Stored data
........
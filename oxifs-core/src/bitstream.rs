//! LIFO bit stack for the Huffman block codec.
//!
//! The codec does not stream bits front to back. Encoding pushes every edge of
//! every symbol's path onto one stack shared by the whole block, and the stack
//! is packed top-first. Decoding rebuilds the same stack from the packed bytes
//! and pops it, which yields the symbols in reverse input order.
//!
//! # Bit Ordering
//!
//! Packing: the `i`-th bit counted from the top of the stack lands in byte
//! `i / 8` at bit position `7 - i % 8` (MSB-first). Unused trailing bits of the
//! last byte are zero.
//!
//! Unpacking: bytes are visited from last to first and, within a byte, from the
//! low bit to the high bit, each bit pushed in turn. The first byte's high bit
//! is therefore pushed last and popped first, so pops reproduce the packed
//! order, followed by the zero padding.
//!
//! # Example
//!
//! ```
//! use oxifs_core::bitstream::BitStack;
//!
//! let mut bits = BitStack::new();
//! for bit in [true, true, false] {
//!     bits.push(bit);
//! }
//! let packed = bits.to_packed_bytes();
//! assert_eq!(packed, vec![0b0110_0000]);
//!
//! let mut restored = BitStack::from_packed_bytes(&packed);
//! assert_eq!(restored.pop(), Some(false));
//! assert_eq!(restored.pop(), Some(true));
//! assert_eq!(restored.pop(), Some(true));
//! ```

/// A last-in-first-out sequence of bits.
#[derive(Debug, Clone, Default, PartialEq, Eq)]
pub struct BitStack {
    /// Bits in push order; the top of the stack is the last element.
    bits: Vec<bool>,
    /// Total bits popped (for error reporting).
    popped: u64,
}

impl BitStack {
    /// Create an empty stack.
    pub fn new() -> Self {
        Self::default()
    }

    /// Create an empty stack with room for `bits` bits.
    pub fn with_capacity(bits: usize) -> Self {
        Self {
            bits: Vec::with_capacity(bits),
            popped: 0,
        }
    }

    /// Push one bit.
    #[inline]
    pub fn push(&mut self, bit: bool) {
        self.bits.push(bit);
    }

    /// Pop the most recently pushed bit.
    #[inline]
    pub fn pop(&mut self) -> Option<bool> {
        let bit = self.bits.pop()?;
        self.popped += 1;
        Some(bit)
    }

    /// Push every bit of `other`, in the order they were pushed there.
    pub fn extend_from(&mut self, other: &BitStack) {
        self.bits.extend_from_slice(&other.bits);
    }

    /// Number of bits on the stack.
    pub fn len(&self) -> usize {
        self.bits.len()
    }

    /// True when no bits remain.
    pub fn is_empty(&self) -> bool {
        self.bits.is_empty()
    }

    /// Number of bits popped so far.
    pub fn bits_popped(&self) -> u64 {
        self.popped
    }

    /// Pack the stack top-first into bytes, MSB-first within each byte.
    pub fn to_packed_bytes(&self) -> Vec<u8> {
        let mut bytes = vec![0u8; self.bits.len().div_ceil(8)];
        for (i, &bit) in self.bits.iter().rev().enumerate() {
            if bit {
                bytes[i / 8] |= 1 << (7 - i % 8);
            }
        }
        bytes
    }

    /// Rebuild a stack from bytes produced by [`to_packed_bytes`](Self::to_packed_bytes).
    ///
    /// Padding bits become part of the stack; they sit at the bottom and are
    /// only reached after every real bit has been popped.
    pub fn from_packed_bytes(bytes: &[u8]) -> Self {
        let mut stack = Self::with_capacity(bytes.len() * 8);
        for &byte in bytes.iter().rev() {
            for shift in 0..8 {
                stack.push(byte & (1 << shift) != 0);
            }
        }
        stack
    }
}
........
■ TASK DETAILS ■
Go through the records above and count the lines with the word "iter" in them. Answer with the number only.

■ TASK RESPONSE ■
2